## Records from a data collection

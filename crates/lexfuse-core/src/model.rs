//! Canonical entity graph: the single ground truth every projection is a
//! view of.
//!
//! Built once, single-threaded, with strictly monotonic per-kind ID counters
//! and parent links that always point at already-built entities. After
//! `build` returns, the graph is immutable; phase-2 workers get `&` access
//! only.

use std::collections::HashMap;

use chrono::{Days, NaiveDate};
use serde::{Deserialize, Serialize};

use crate::config::{ConfigError, GeneratorConfig, ParentAssignment};
use crate::derive::XorShift64;
use crate::value::{Phone, Value};
use crate::vocab;

#[derive(Debug, Clone, Copy, PartialEq, Eq, Hash, Serialize, Deserialize)]
#[serde(rename_all = "snake_case")]
pub enum EntityKind {
    Client,
    Matter,
    BillingEntry,
    Document,
}

impl EntityKind {
    pub const ALL: [EntityKind; 4] = [
        EntityKind::Client,
        EntityKind::Matter,
        EntityKind::BillingEntry,
        EntityKind::Document,
    ];

    /// Canonical id prefix, `<PREFIX>-<monotonic_number>`.
    pub fn prefix(self) -> &'static str {
        match self {
            EntityKind::Client => "CL",
            EntityKind::Matter => "MAT",
            EntityKind::BillingEntry => "BL",
            EntityKind::Document => "D",
        }
    }

    /// Counter bases match the original pack (`CL-1001` is the first client,
    /// `D-2001` the first document).
    pub fn counter_base(self) -> u64 {
        match self {
            EntityKind::Client => 1000,
            EntityKind::Matter => 1000,
            EntityKind::BillingEntry => 100_000,
            EntityKind::Document => 2000,
        }
    }

    pub fn name(self) -> &'static str {
        match self {
            EntityKind::Client => "client",
            EntityKind::Matter => "matter",
            EntityKind::BillingEntry => "billing_entry",
            EntityKind::Document => "document",
        }
    }
}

## WHAT IS BEING ASKED
Using the records above, find the number of lines that contain the string "Serialize", and give that number without further comment.

## YOUR SOLUTION
2